Кэролайн улыбнулась.
— Не такой уж он плохой. Каждый раз, когда я отказываю ему, он, бедняжка, вздыхает с таким облегчением!
— Зачем же тогда он предлагает тебе руку и сердце?
«Его заставляет леди Димхерст», — чуть было не сказала Кэролайн, но вовремя спохватилась. «Стоит мне только вспомнить об этой даме, как у меня сразу портится настроение», — подумала она. Однако, судя по всему, на этой неделе преподобный Тилтон не будет делать ей предложение.
Увидев, что Кэролайн задумалась, Минерва посмотрела на нее своим «всепонимающим» взглядом (Кэролайн терпеть не могла этот взгляд) и, постучав пальцами по столу, сказала:
— Ах да, тебе же еще нужно написать письмо.
— У меня есть и другие дела, — ответила Кэролайн, понимая, что не сможет обмануть проницательную Минерву. Если тетушка будет обедать у баронессы, то к тому времени, как приедет мистер Феррингтон, она не успеет вернуться домой. «Вот и замечательно!» — обрадовалась Кэролайн и в первый раз за весь день облегченно вздохнула. — Я сегодня действительно буду очень занята, поэтому ты, если хочешь, можешь остаться у баронессы до самого вечера.

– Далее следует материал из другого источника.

//! TutorForge CLI
//!
//! Thin caller around the QA pipeline:
//! 1. Loads configuration and builds the service clients
//! 2. Processes the PDF named on the command line
//! 3. Runs an interactive question loop

use anyhow::{bail, Context};
use std::io::{self, BufRead, Write};
use tracing::info;
use tracing_subscriber::EnvFilter;
use tutorforge_common::completion::create_completer;
use tutorforge_common::embeddings::create_embedder;
use tutorforge_common::{AppConfig, VERSION};
use tutorforge_qa::{QaOptions, TutorSession};

#[tokio::main]
async fn main() -> anyhow::Result<()> {
    // Load environment variables
    dotenvy::dotenv().ok();

    // Load configuration (defaults apply when no file or env overrides exist)
    let config = AppConfig::load().unwrap_or_else(|e| {
        eprintln!("warning: failed to load configuration, using defaults: {e}");
        AppConfig::default()
    });

    // Initialize tracing
    let filter = EnvFilter::try_from_default_env()
        .unwrap_or_else(|_| EnvFilter::new(config.observability.log_level.clone()));
    if config.observability.json_logging {
        tracing_subscriber::fmt().with_env_filter(filter).json().init();
    } else {
        tracing_subscriber::fmt().with_env_filter(filter).init();
    }

    info!("Starting TutorForge v{}", VERSION);

    let path = std::env::args()
        .nth(1)
        .context("usage: tutorforge <document.pdf>")?;

    let embedder = create_embedder(&config.embedding)?;
    let completer = create_completer(&config.completion)?;

    let options = QaOptions {
        completion: tutorforge_common::CompletionOptions::from_config(&config.completion),
        ..QaOptions::default()
    };

    let mut session = TutorSession::new(
        embedder,
        completer,
        options,
        config.chunking.clone(),
        &config.throttle,
    );

    let bytes = tokio::fs::read(&path)
        .await
        .with_context(|| format!("failed to read {path}"))?;

    println!("Processing {path} ...");
    let summary = session.load_document(&bytes).await?;
    println!(
        "Ready: {} chunks indexed (document {}).",
        summary.chunk_count,
        &summary.document_hash[..12]
    );
    println!("Ask a question, or type 'exit' to quit.");

    let stdin = io::stdin();
    loop {
        print!("? ");
        io::stdout().flush()?;

        let mut line = String::new();
        if stdin.lock().read_line(&mut line)? == 0 {
            break;
        }

        let question = line.trim();
        if question.is_empty() {
            continue;
        }
        if question.eq_ignore_ascii_case("exit") || question.eq_ignore_ascii_case("quit") {
            break;
        }

        match session.ask(question).await {
            Ok(outcome) => println!("\n{}\n", outcome.into_text()),
            Err(e) if e.is_validation() => println!("\n{e}\n"),
            Err(e) => bail!(e),
        }
    }

    info!("Session finished");
    Ok(())
}
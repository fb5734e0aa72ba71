//! Document processing entry point
//!
//! Composes extraction and chunking into the single operation callers use.

use crate::chunker::{chunk_document, Chunk, ChunkingConfig};
use crate::errors::IngestionError;
use crate::pdf::extract_pages;
use tracing::{info, instrument};

/// Extract and chunk a document held in memory.
///
/// Fails with a format error when the bytes cannot be parsed as a PDF.
/// An empty result is possible (a document with no extractable text) and
/// is the caller's responsibility to guard before index construction.
#[instrument(skip(bytes, config), fields(byte_len = bytes.len()))]
pub fn process_document(
    bytes: &[u8],
    config: &ChunkingConfig,
) -> Result<Vec<Chunk>, IngestionError> {
    let pages = extract_pages(bytes)?;
    let chunks = chunk_document(&pages, config);

    info!(
        page_count = pages.len(),
        chunk_count = chunks.len(),
        "Document processed"
    );

    Ok(chunks)
}
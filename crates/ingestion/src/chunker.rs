//! Page-tagged text chunking
//!
//! Splits extracted page text into bounded-size chunks suitable for
//! embedding. Segmentation uses a deliberately simple "period followed by
//! space" heuristic kept behind the [`Segmenter`] trait; it mis-splits on
//! abbreviations and decimals, and those boundaries are part of the
//! observable contract, so a stricter segmenter must be swapped in through
//! the trait rather than by patching the assembly loop.

use serde::{Deserialize, Serialize};
use tracing::debug;

use crate::pdf::PageText;

pub use tutorforge_common::config::ChunkingConfig;

/// A bounded, page-tagged span of document text - the unit of retrieval.
#[derive(Debug, Clone, PartialEq, Eq, Serialize, Deserialize)]
pub struct Chunk {
    /// Dense 0-based id, assigned in creation order across the whole
    /// document. Vector-store position `i` always resolves to chunk `i`.
    pub id: usize,
    /// 1-based source page number
    pub page: u32,
    /// Whitespace-trimmed text with no embedded newlines
    pub text: String,
}

/// Splits normalized page text into sentence-like segments.
pub trait Segmenter: Send + Sync {
    fn segments<'a>(&self, text: &'a str) -> Vec<&'a str>;
}

/// Default segmenter: splits on the literal `". "` delimiter.
pub struct PeriodSpaceSegmenter;

impl Segmenter for PeriodSpaceSegmenter {
    fn segments<'a>(&self, text: &'a str) -> Vec<&'a str> {
        text.split(". ").collect()
    }
}

/// Chunk extracted pages with the default segmenter.
pub fn chunk_document(pages: &[PageText], config: &ChunkingConfig) -> Vec<Chunk> {
    chunk_document_with(pages, config, &PeriodSpaceSegmenter)
}

/// Chunk extracted pages with an explicit segmenter.
///
/// Pages are consumed in order; within a page, newlines are replaced by
/// spaces, segments are re-joined with `". "` into a running buffer, and
/// the buffer is flushed as a chunk whenever its character count exceeds
/// `config.max_chunk_chars`. A non-empty trimmed remainder flushes as one
/// final chunk per page. Ids are global and monotonic across the document.
pub fn chunk_document_with(
    pages: &[PageText],
    config: &ChunkingConfig,
    segmenter: &dyn Segmenter,
) -> Vec<Chunk> {
    let mut chunks: Vec<Chunk> = Vec::new();

    for page in pages {
        let normalized = page.text.replace('\n', " ");

        // A page with no extractable text contributes no chunks.
        if normalized.trim().is_empty() {
            continue;
        }

        let mut buffer = String::new();

        for segment in segmenter.segments(&normalized) {
            // Restore the delimiter lost by the split. A segment that
            // already ends with a period gains a doubled one; that boundary
            // behavior is part of the contract.
            buffer.push_str(segment);
            buffer.push_str(". ");

            if buffer.chars().count() > config.max_chunk_chars {
                let text = buffer.trim();
                if !text.is_empty() {
                    chunks.push(Chunk {
                        id: chunks.len(),
                        page: page.number,
                        text: text.to_string(),
                    });
                }
                buffer.clear();
            }
        }

        let remainder = buffer.trim();
        if !remainder.is_empty() {
            chunks.push(Chunk {
                id: chunks.len(),
                page: page.number,
                text: remainder.to_string(),
            });
        }
    }

    debug!(
        page_count = pages.len(),
        chunk_count = chunks.len(),
        max_chunk_chars = config.max_chunk_chars,
        "Document chunked"
    );

    chunks
}
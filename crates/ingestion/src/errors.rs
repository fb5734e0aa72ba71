//! Ingestion error types

use thiserror::Error;
use tutorforge_common::errors::AppError;

#[derive(Error, Debug)]
pub enum IngestionError {
    #[error("PDF parse error: {message}")]
    PdfParse { message: String },

    #[error("IO error: {0}")]
    Io(#[from] std::io::Error),
}

impl From<IngestionError> for AppError {
    fn from(e: IngestionError) -> Self {
        match e {
            IngestionError::PdfParse { message } => AppError::DocumentFormat { message },
            IngestionError::Io(e) => AppError::Io(e),
        }
    }
}
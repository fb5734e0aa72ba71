//! Grounded prompt assembly
//!
//! Renders retrieved chunks into a context block and embeds it in the
//! fixed tutor prompt: role statement, strict grounding instruction, a
//! verbatim fallback phrase for absent answers, the question, and a
//! bullet-point formatting instruction.

use tutorforge_ingestion::chunker::Chunk;

/// Phrase the model must use verbatim when the content lacks the answer.
pub const NOT_FOUND_FALLBACK: &str = "Sorry, I couldn't find the answer in the textbook.";

/// Advisory returned when the completion service rate-limits a request.
pub const RATE_LIMIT_ADVISORY: &str =
    "⏳ Rate limit reached. Please wait 20 seconds and try again.";

/// Advisory returned when a question arrives before the throttle interval
/// has elapsed.
pub const THROTTLE_ADVISORY: &str =
    "⏳ Please wait 3 seconds before asking another question.";

/// Render retrieved chunks as a context block.
///
/// One line per chunk - page annotation plus text - joined with blank
/// lines, in retrieval order. The order signals relevance priority to the
/// model and must not be re-sorted.
pub fn render_context(chunks: &[&Chunk]) -> String {
    chunks
        .iter()
        .map(|c| format!("(Page {}) {}", c.page, c.text))
        .collect::<Vec<_>>()
        .join("\n\n")
}

/// Build the full tutor prompt around an assembled context block.
pub fn build_prompt(question: &str, context: &str) -> String {
    format!(
        "You are an AI tutor for school students.\n\
         \n\
         Answer the question using ONLY the textbook content below.\n\
         The answer MAY be paraphrased but MUST be based on the text.\n\
         \n\
         If the answer is not present, say:\n\
         \"{fallback}\"\n\
         \n\
         Textbook Content:\n\
         {context}\n\
         \n\
         Question: {question}\n\
         \n\
         Answer in clear bullet points:",
        fallback = NOT_FOUND_FALLBACK,
        context = context,
        question = question,
    )
}
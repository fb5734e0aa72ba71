//! Embedding service abstraction
//!
//! Provides a unified interface over embedding providers so the pipeline
//! never touches a concrete client directly. The same injected embedder is
//! used for corpus chunks and for queries, keeping distances comparable.

use crate::config::EmbeddingConfig;
use crate::errors::{AppError, Result};
use async_trait::async_trait;
use serde::{Deserialize, Serialize};
use sha2::{Digest, Sha256};
use std::sync::Arc;
use std::time::Duration;

/// Trait for embedding generation
#[async_trait]
pub trait Embedder: Send + Sync {
    /// Generate an embedding for a single text
    async fn embed(&self, text: &str) -> Result<Vec<f32>>;

    /// Generate embeddings for multiple texts, order-preserving
    async fn embed_batch(&self, texts: &[String]) -> Result<Vec<Vec<f32>>>;

    /// Get the model name
    fn model_name(&self) -> &str;

    /// Get the embedding dimension
    fn dimension(&self) -> usize;
}

/// OpenAI-compatible embedding client
pub struct OpenAiEmbedder {
    client: reqwest::Client,
    api_key: String,
    model: String,
    dimension: usize,
    base_url: String,
    batch_size: usize,
}

#[derive(Serialize)]
struct EmbeddingRequest {
    input: Vec<String>,
    model: String,
}

#[derive(Deserialize)]
struct EmbeddingResponse {
    data: Vec<EmbeddingData>,
}

#[derive(Deserialize)]
struct EmbeddingData {
    embedding: Vec<f32>,
}

impl OpenAiEmbedder {
    /// Create a new embedder from configuration
    pub fn new(config: &EmbeddingConfig) -> Result<Self> {
        let api_key = config
            .api_key
            .clone()
            .ok_or_else(|| AppError::Configuration {
                message: "embedding api_key is required for the openai provider".to_string(),
            })?;

        let client = reqwest::Client::builder()
            .timeout(Duration::from_secs(config.timeout_secs))
            .build()
            .map_err(|e| AppError::Configuration {
                message: format!("failed to create HTTP client: {}", e),
            })?;

        Ok(Self {
            client,
            api_key,
            model: config.model.clone(),
            dimension: config.dimension,
            base_url: config
                .api_base
                .clone()
                .unwrap_or_else(|| "https://api.openai.com/v1".to_string()),
            batch_size: config.batch_size.max(1),
        })
    }

    async fn request(&self, texts: &[String]) -> Result<Vec<Vec<f32>>> {
        let url = format!("{}/embeddings", self.base_url);

        let request = EmbeddingRequest {
            input: texts.to_vec(),
            model: self.model.clone(),
        };

        let response = self
            .client
            .post(&url)
            .header("Authorization", format!("Bearer {}", self.api_key))
            .json(&request)
            .send()
            .await
            .map_err(|e| AppError::Embedding {
                message: format!("request failed: {}", e),
            })?;

        if !response.status().is_success() {
            let status = response.status();
            let body = response.text().await.unwrap_or_default();
            return Err(AppError::Embedding {
                message: format!("API error {}: {}", status, body),
            });
        }

        let result: EmbeddingResponse =
            response.json().await.map_err(|e| AppError::Embedding {
                message: format!("failed to parse response: {}", e),
            })?;

        Ok(result.data.into_iter().map(|d| d.embedding).collect())
    }
}

#[async_trait]
impl Embedder for OpenAiEmbedder {
    async fn embed(&self, text: &str) -> Result<Vec<f32>> {
        let embeddings = self.request(&[text.to_string()]).await?;
        embeddings
            .into_iter()
            .next()
            .ok_or_else(|| AppError::Embedding {
                message: "empty response".to_string(),
            })
    }

    async fn embed_batch(&self, texts: &[String]) -> Result<Vec<Vec<f32>>> {
        // Sub-batching is an efficiency measure only; per-item results are
        // identical to one large request.
        let mut all_embeddings = Vec::with_capacity(texts.len());

        for batch in texts.chunks(self.batch_size) {
            let embeddings = self.request(batch).await?;
            all_embeddings.extend(embeddings);
        }

        Ok(all_embeddings)
    }

    fn model_name(&self) -> &str {
        &self.model
    }

    fn dimension(&self) -> usize {
        self.dimension
    }
}

/// Deterministic mock embedder for development and testing.
///
/// Vectors are derived from a SHA-256 digest of the input text, so the same
/// text always maps to the same point and distinct texts almost surely do
/// not collide.
pub struct MockEmbedder {
    dimension: usize,
}

impl MockEmbedder {
    pub fn new(dimension: usize) -> Self {
        Self { dimension }
    }

    fn vector_for(&self, text: &str) -> Vec<f32> {
        let digest = Sha256::digest(text.as_bytes());
        (0..self.dimension)
            .map(|i| {
                let byte = digest[i % digest.len()];
                // Mix the position in so dimensions differ even when the
                // digest byte repeats.
                let mixed = byte.wrapping_mul(31).wrapping_add((i / digest.len()) as u8);
                f32::from(mixed) / 255.0
            })
            .collect()
    }
}

#[async_trait]
impl Embedder for MockEmbedder {
    async fn embed(&self, text: &str) -> Result<Vec<f32>> {
        Ok(self.vector_for(text))
    }

    async fn embed_batch(&self, texts: &[String]) -> Result<Vec<Vec<f32>>> {
        Ok(texts.iter().map(|t| self.vector_for(t)).collect())
    }

    fn model_name(&self) -> &str {
        "mock-embedding"
    }

    fn dimension(&self) -> usize {
        self.dimension
    }
}

/// Create an embedder based on configuration
pub fn create_embedder(config: &EmbeddingConfig) -> Result<Arc<dyn Embedder>> {
    match config.provider.as_str() {
        "openai" => Ok(Arc::new(OpenAiEmbedder::new(config)?)),
        "mock" => Ok(Arc::new(MockEmbedder::new(config.dimension))),
        other => {
            tracing::warn!(provider = other, "Unknown embedding provider, using mock");
            Ok(Arc::new(MockEmbedder::new(config.dimension)))
        }
    }
}

#[cfg(test)]
mod tests {
    use super::*;

    #[tokio::test]
    async fn test_mock_embedder_dimension() {
        let embedder = MockEmbedder::new(768);
        let embedding = embedder.embed("test text").await.unwrap();
        assert_eq!(embedding.len(), 768);
    }

    #[tokio::test]
    async fn test_mock_embedder_deterministic() {
        let embedder = MockEmbedder::new(64);
        let a = embedder.embed("photosynthesis").await.unwrap();
        let b = embedder.embed("photosynthesis").await.unwrap();
        let c = embedder.embed("respiration").await.unwrap();
        assert_eq!(a, b);
        assert_ne!(a, c);
    }

    #[tokio::test]
    async fn test_mock_batch_order() {
        let embedder = MockEmbedder::new(32);
        let texts = vec!["one".to_string(), "two".to_string()];
        let batch = embedder.embed_batch(&texts).await.unwrap();
        assert_eq!(batch.len(), 2);
        assert_eq!(batch[0], embedder.embed("one").await.unwrap());
        assert_eq!(batch[1], embedder.embed("two").await.unwrap());
    }

    #[test]
    fn test_create_embedder_mock() {
        let config = EmbeddingConfig {
            provider: "mock".to_string(),
            dimension: 16,
            ..EmbeddingConfig::default()
        };
        let embedder = create_embedder(&config).unwrap();
        assert_eq!(embedder.dimension(), 16);
        assert_eq!(embedder.model_name(), "mock-embedding");
    }
}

Минерву сначала удивило ее предложение, но, подумав немного, она кивнула.
— Наверное, я так и сделаю, — сказала она и, опираясь на трость, встала с кресла.
Кэролайн тоже встала из-за стола.
— Тебя опять мучает артрит?
— Да, вчера снова началось обострение, — ответила Минерва. — Здесь очень холодный и сырой климат, — сказала она и, несмотря на то что в гостиной горел камин, поежилась от холода. — Италия избаловала меня.
Обняв тетушку за талию, Кэролайн помогла ей дойти до прихожей. Там, ожидая Минерву, огромный, неуклюжий кучер баронессы Пьер разговаривал о чем-то с Джаспером. Баронесса всегда присылала за подругой экипаж.
Взяв у Джаспера шляпу Минервы, Кэролайн надела ее на голову тетки и завязала ленты.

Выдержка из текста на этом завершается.